Differing fire restrictions throughout the county is somewhat unusual as municipalities, the county and the U.S. Forest Service typically try to act together to implement fire restrictions in order to avoid confusion among residents and visitors about what’s allowed.
Earlier this year, Summit County amended its fire code to better align with the Forest Service and simplify communication regarding fire restrictions, according to a news release from the county.
For the past two years, Summit County operated under year-round fire restrictions — what most communities would call Stage 1 restrictions — which prohibit things like fireworks, tracer ammunition, unpermitted fires and more.
In March, county officials voiced a desire to abolish the year-round fire restrictions and instead return to a more traditional model where the county commissioners would approve Stage 1 and Stage 2 restrictions.

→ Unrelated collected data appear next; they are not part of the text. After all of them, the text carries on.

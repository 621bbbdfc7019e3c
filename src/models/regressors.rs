//! Concrete regressor families stored in artefact files.
//!
//! Every model reads its inputs by column name, so rows may carry extra
//! columns in any order. A column the model needs but the row lacks is an
//! inference error, as is a non-finite output.

use std::collections::HashSet;

use serde::{Deserialize, Serialize};

use crate::common::error::{NpkError, NpkResult};
use crate::features::FeatureRow;

use super::domain::{ModelKind, Regressor};

/// `intercept + Σ coefficient_i * x_i`.
#[derive(Clone, Debug, PartialEq, Serialize, Deserialize)]
pub struct LinearModel {
    pub features: Vec<String>,
    pub coefficients: Vec<f64>,
    pub intercept: f64,
}

/// One node of a flattened binary regression tree. Node 0 is the root.
#[derive(Clone, Debug, PartialEq, Serialize, Deserialize)]
#[serde(untagged)]
pub enum TreeNode {
    /// Go `left` when `x[feature] <= threshold`, otherwise `right`.
    Split {
        feature: usize,
        threshold: f64,
        left: usize,
        right: usize,
    },
    Leaf { leaf: f64 },
}

/// Flattened tree; children always sit at higher indices than their parent.
#[derive(Clone, Debug, PartialEq, Serialize, Deserialize)]
#[serde(transparent)]
pub struct Tree(pub Vec<TreeNode>);

#[derive(Clone, Debug, PartialEq, Serialize, Deserialize)]
pub struct TreeModel {
    pub features: Vec<String>,
    pub nodes: Tree,
}

/// Mean of the member trees.
#[derive(Clone, Debug, PartialEq, Serialize, Deserialize)]
pub struct ForestModel {
    pub features: Vec<String>,
    pub trees: Vec<Tree>,
}

/// `init + learning_rate * Σ tree(x)`.
#[derive(Clone, Debug, PartialEq, Serialize, Deserialize)]
pub struct BoostedModel {
    pub features: Vec<String>,
    pub init: f64,
    pub learning_rate: f64,
    pub trees: Vec<Tree>,
}

fn validate_features(features: &[String]) -> Result<(), String> {
    if features.is_empty() {
        return Err("model declares no features".to_string());
    }
    let mut seen = HashSet::new();
    for name in features {
        if !seen.insert(name.as_str()) {
            return Err(format!("duplicate feature '{name}'"));
        }
    }
    Ok(())
}

fn validate_finite(label: &str, value: f64) -> Result<(), String> {
    if value.is_finite() {
        Ok(())
    } else {
        Err(format!("{label} is not finite"))
    }
}

fn validate_trees(trees: &[Tree], n_features: usize) -> Result<(), String> {
    if trees.is_empty() {
        return Err("ensemble has no trees".to_string());
    }
    for (idx, tree) in trees.iter().enumerate() {
        tree.validate(n_features)
            .map_err(|e| format!("tree {idx}: {e}"))?;
    }
    Ok(())
}

/// Pull the model's columns out of the row, in the model's order.
fn gather(features: &[String], row: &FeatureRow) -> NpkResult<Vec<f64>> {
    features
        .iter()
        .map(|name| {
            row.get(name).ok_or_else(|| {
                NpkError::inference(format!(
                    "input is missing column '{name}' required by the model"
                ))
            })
        })
        .collect()
}

fn finite(value: f64) -> NpkResult<f64> {
    if value.is_finite() {
        Ok(value)
    } else {
        Err(NpkError::inference(format!("model produced a non-finite value ({value})")))
    }
}

impl Tree {
    fn validate(&self, n_features: usize) -> Result<(), String> {
        let len = self.0.len();
        if len == 0 {
            return Err("tree has no nodes".to_string());
        }
        for (idx, node) in self.0.iter().enumerate() {
            match *node {
                TreeNode::Leaf { leaf } => validate_finite(&format!("leaf {idx}"), leaf)?,
                TreeNode::Split {
                    feature,
                    threshold,
                    left,
                    right,
                } => {
                    if feature >= n_features {
                        return Err(format!("node {idx} splits on unknown feature {feature}"));
                    }
                    validate_finite(&format!("threshold of node {idx}"), threshold)?;
                    for child in [left, right] {
                        if child <= idx || child >= len {
                            return Err(format!("node {idx} links to invalid child {child}"));
                        }
                    }
                }
            }
        }
        Ok(())
    }

    /// Walk from the root to a leaf. Links only move forward, so this ends.
    fn evaluate(&self, x: &[f64]) -> NpkResult<f64> {
        let mut idx = 0;
        loop {
            let node = self
                .0
                .get(idx)
                .ok_or_else(|| NpkError::inference(format!("tree node {idx} out of range")))?;
            match *node {
                TreeNode::Leaf { leaf } => return Ok(leaf),
                TreeNode::Split {
                    feature,
                    threshold,
                    left,
                    right,
                } => {
                    let value = x.get(feature).copied().ok_or_else(|| {
                        NpkError::inference(format!("tree splits on unknown feature {feature}"))
                    })?;
                    idx = if value <= threshold { left } else { right };
                }
            }
        }
    }
}

impl LinearModel {
    pub(crate) fn validate(&self) -> Result<(), String> {
        validate_features(&self.features)?;
        if self.coefficients.len() != self.features.len() {
            return Err(format!(
                "{} coefficients for {} features",
                self.coefficients.len(),
                self.features.len()
            ));
        }
        for (name, coef) in self.features.iter().zip(&self.coefficients) {
            validate_finite(&format!("coefficient for '{name}'"), *coef)?;
        }
        validate_finite("intercept", self.intercept)
    }
}

impl TreeModel {
    pub(crate) fn validate(&self) -> Result<(), String> {
        validate_features(&self.features)?;
        self.nodes.validate(self.features.len())
    }
}

impl ForestModel {
    pub(crate) fn validate(&self) -> Result<(), String> {
        validate_features(&self.features)?;
        validate_trees(&self.trees, self.features.len())
    }
}

impl BoostedModel {
    pub(crate) fn validate(&self) -> Result<(), String> {
        validate_features(&self.features)?;
        validate_finite("init", self.init)?;
        validate_finite("learning_rate", self.learning_rate)?;
        validate_trees(&self.trees, self.features.len())
    }
}

impl Regressor for LinearModel {
    fn kind(&self) -> ModelKind {
        ModelKind::Linear
    }

    fn features(&self) -> &[String] {
        &self.features
    }

    fn predict(&self, row: &FeatureRow) -> NpkResult<f64> {
        let x = gather(&self.features, row)?;
        let dot: f64 = x.iter().zip(&self.coefficients).map(|(x, c)| x * c).sum();
        finite(self.intercept + dot)
    }
}

impl Regressor for TreeModel {
    fn kind(&self) -> ModelKind {
        ModelKind::Tree
    }

    fn features(&self) -> &[String] {
        &self.features
    }

    fn predict(&self, row: &FeatureRow) -> NpkResult<f64> {
        let x = gather(&self.features, row)?;
        finite(self.nodes.evaluate(&x)?)
    }
}

impl Regressor for ForestModel {
    fn kind(&self) -> ModelKind {
        ModelKind::Forest
    }

    fn features(&self) -> &[String] {
        &self.features
    }

    fn predict(&self, row: &FeatureRow) -> NpkResult<f64> {
        if self.trees.is_empty() {
            return Err(NpkError::inference("forest has no trees"));
        }
        let x = gather(&self.features, row)?;
        let mut sum = 0.0;
        for tree in &self.trees {
            sum += tree.evaluate(&x)?;
        }
        finite(sum / self.trees.len() as f64)
    }
}

impl Regressor for BoostedModel {
    fn kind(&self) -> ModelKind {
        ModelKind::GradientBoosting
    }

    fn features(&self) -> &[String] {
        &self.features
    }

    fn predict(&self, row: &FeatureRow) -> NpkResult<f64> {
        let x = gather(&self.features, row)?;
        let mut sum = 0.0;
        for tree in &self.trees {
            sum += tree.evaluate(&x)?;
        }
        finite(self.init + self.learning_rate * sum)
    }
}
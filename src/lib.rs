// lib.rs - loads the NPK models once and serves three-target predictions
pub mod api;
pub mod common;
pub mod features;
pub mod inference;
pub mod models;

pub use common::{NpkError, NpkResult};
pub use features::InputRecord;
pub use inference::{predict, predict_batch, PredictionResult, Target};
pub use models::{ModelRegistry, RegistryCache};
//! Model artefacts: on-disk format, regressors and the load-once registry.

pub mod domain;
pub mod registry;
pub mod regressors;
pub mod repo_fs;

pub use domain::{ModelArtifact, ModelId, ModelInfo, ModelKind, Regressor};
pub use registry::{ModelRegistry, RegistryCache};
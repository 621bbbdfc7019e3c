//! The prediction pipeline: one record in, one slot per target out.
//!
//! Each target is computed by its own call and fails on its own; a missing
//! or broken model never affects the other two.

use std::time::Instant;

use tracing::debug;

use crate::common::error::NpkResult;
use crate::common::time;
use crate::features::{FeatureRow, InputRecord};
use crate::models::ModelRegistry;

use super::domain::{Failure, Outcome, PredictionResult, Target};

/// Look up the target's model and run it on `row`.
pub fn predict_value(registry: &ModelRegistry, target: Target, row: &FeatureRow) -> NpkResult<f64> {
    let model = registry.lookup(target.model_name())?;
    model.predict(row)
}

/// Compute a single target, turning any error into a failed slot.
pub fn predict_target(registry: &ModelRegistry, target: Target, row: &FeatureRow) -> Outcome {
    match predict_value(registry, target, row) {
        Ok(value) => Outcome::Value(value),
        Err(err) => {
            debug!(
                nutrient = target.label(),
                model = target.model_name(),
                error = %err,
                "prediction failed"
            );
            Outcome::Failed(Failure::from(err))
        }
    }
}

/// Run all three targets for one record.
pub fn predict(registry: &ModelRegistry, input: &InputRecord) -> PredictionResult {
    let start = Instant::now();
    let row = input.to_row();

    let result = PredictionResult {
        nitrogen: predict_target(registry, Target::Nitrogen, &row),
        phosphorus: predict_target(registry, Target::Phosphorus, &row),
        potassium: predict_target(registry, Target::Potassium, &row),
    };

    debug!(
        succeeded = result.succeeded(),
        dur_ms = time::elapsed_ms(start),
        "prediction request served"
    );
    result
}

/// Run [`predict`] for every record, preserving order.
pub fn predict_batch(registry: &ModelRegistry, inputs: &[InputRecord]) -> Vec<PredictionResult> {
    inputs.iter().map(|input| predict(registry, input)).collect()
}

#[cfg(test)]
mod tests {
    use super::*;
    use crate::common::error::NpkError;
    use crate::inference::domain::FailureKind;
    use crate::models::regressors::LinearModel;
    use crate::models::{ModelKind, Regressor};

    struct Exploding;

    impl Regressor for Exploding {
        fn kind(&self) -> ModelKind {
            ModelKind::Linear
        }

        fn features(&self) -> &[String] {
            &[]
        }

        fn predict(&self, _row: &FeatureRow) -> NpkResult<f64> {
            Err(NpkError::inference("shape mismatch"))
        }
    }

    fn rh_model(intercept: f64) -> LinearModel {
        LinearModel {
            features: vec!["RH".to_string()],
            coefficients: vec![0.1],
            intercept,
        }
    }

    fn full_registry() -> ModelRegistry {
        ModelRegistry::empty()
            .with_model("Model N", rh_model(1.0))
            .with_model("Model P", rh_model(2.0))
            .with_model("Model K", rh_model(3.0))
    }

    #[test]
    fn all_three_targets_are_filled() {
        let input = InputRecord {
            relative_humidity: 80.0,
            ..Default::default()
        };
        let result = predict(&full_registry(), &input);
        assert_eq!(result.nitrogen.value(), Some(9.0));
        assert_eq!(result.phosphorus.value(), Some(10.0));
        assert_eq!(result.potassium.value(), Some(11.0));
        assert_eq!(result.succeeded(), 3);
    }

    #[test]
    fn missing_model_only_fails_its_slot() {
        let registry = ModelRegistry::empty()
            .with_model("Model N", rh_model(1.0))
            .with_model("Model K", rh_model(3.0));
        let result = predict(&registry, &InputRecord::default());

        assert!(result.nitrogen.is_ok());
        assert!(result.potassium.is_ok());
        match &result.phosphorus {
            Outcome::Failed(f) => assert_eq!(f.kind, FailureKind::MissingModel),
            other => panic!("expected failure, got {other:?}"),
        }
        assert_eq!(result.phosphorus.to_string(), "no model selected");
    }

    #[test]
    fn raising_model_only_fails_its_slot() {
        let registry = ModelRegistry::empty()
            .with_model("Model N", Exploding)
            .with_model("Model P", rh_model(2.0))
            .with_model("Model K", rh_model(3.0));
        let result = predict(&registry, &InputRecord::default());

        assert_eq!(result.succeeded(), 2);
        assert_eq!(
            result.nitrogen.to_string(),
            "An error occurred while generating predictions: shape mismatch"
        );
    }

    #[test]
    fn empty_registry_still_yields_three_slots() {
        let result = predict(&ModelRegistry::empty(), &InputRecord::default());
        assert_eq!(result.entries().len(), 3);
        assert_eq!(result.succeeded(), 0);
    }

    #[test]
    fn repeated_calls_are_identical() {
        let registry = full_registry();
        let input = InputRecord {
            air_pressure: 1010.0,
            avg_temperature: 27.5,
            relative_humidity: 80.0,
            solar_radiation: 200.0,
            rainfall: 5.0,
            wind_speed: 3.2,
        };
        assert_eq!(predict(&registry, &input), predict(&registry, &input));
    }

    #[test]
    fn batch_keeps_order() {
        let registry = full_registry();
        let inputs = [
            InputRecord {
                relative_humidity: 10.0,
                ..Default::default()
            },
            InputRecord {
                relative_humidity: 20.0,
                ..Default::default()
            },
        ];
        let results = predict_batch(&registry, &inputs);
        assert_eq!(results.len(), 2);
        assert_eq!(results[0].nitrogen.value(), Some(2.0));
        assert_eq!(results[1].nitrogen.value(), Some(3.0));
    }
}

The change was approved earlier this year.
The Summit County Board of Commissioners is expected to discuss restrictions at its next meeting Tuesday, June 15. In order to implement Stage 1 restrictions, the following conditions must be met:
- Energy-release component of 90% to 96% in past five days
- High human caused risk
- Live fuel moistures at or approaching historic thresholds
- No significant relief in fire weather in seven-day forecast
Despite very high fire danger in the area, Summit County has met only one of the four restrictions: live fuel moistures at or approaching historic thresholds, according to the news release.
If hot, dry weather persists, county officials anticipate the criteria could be met by the time the board meets early next week.
Fire officials urged residents and visitors to be cautious, saying more than 80% of wildfires are caused by humans.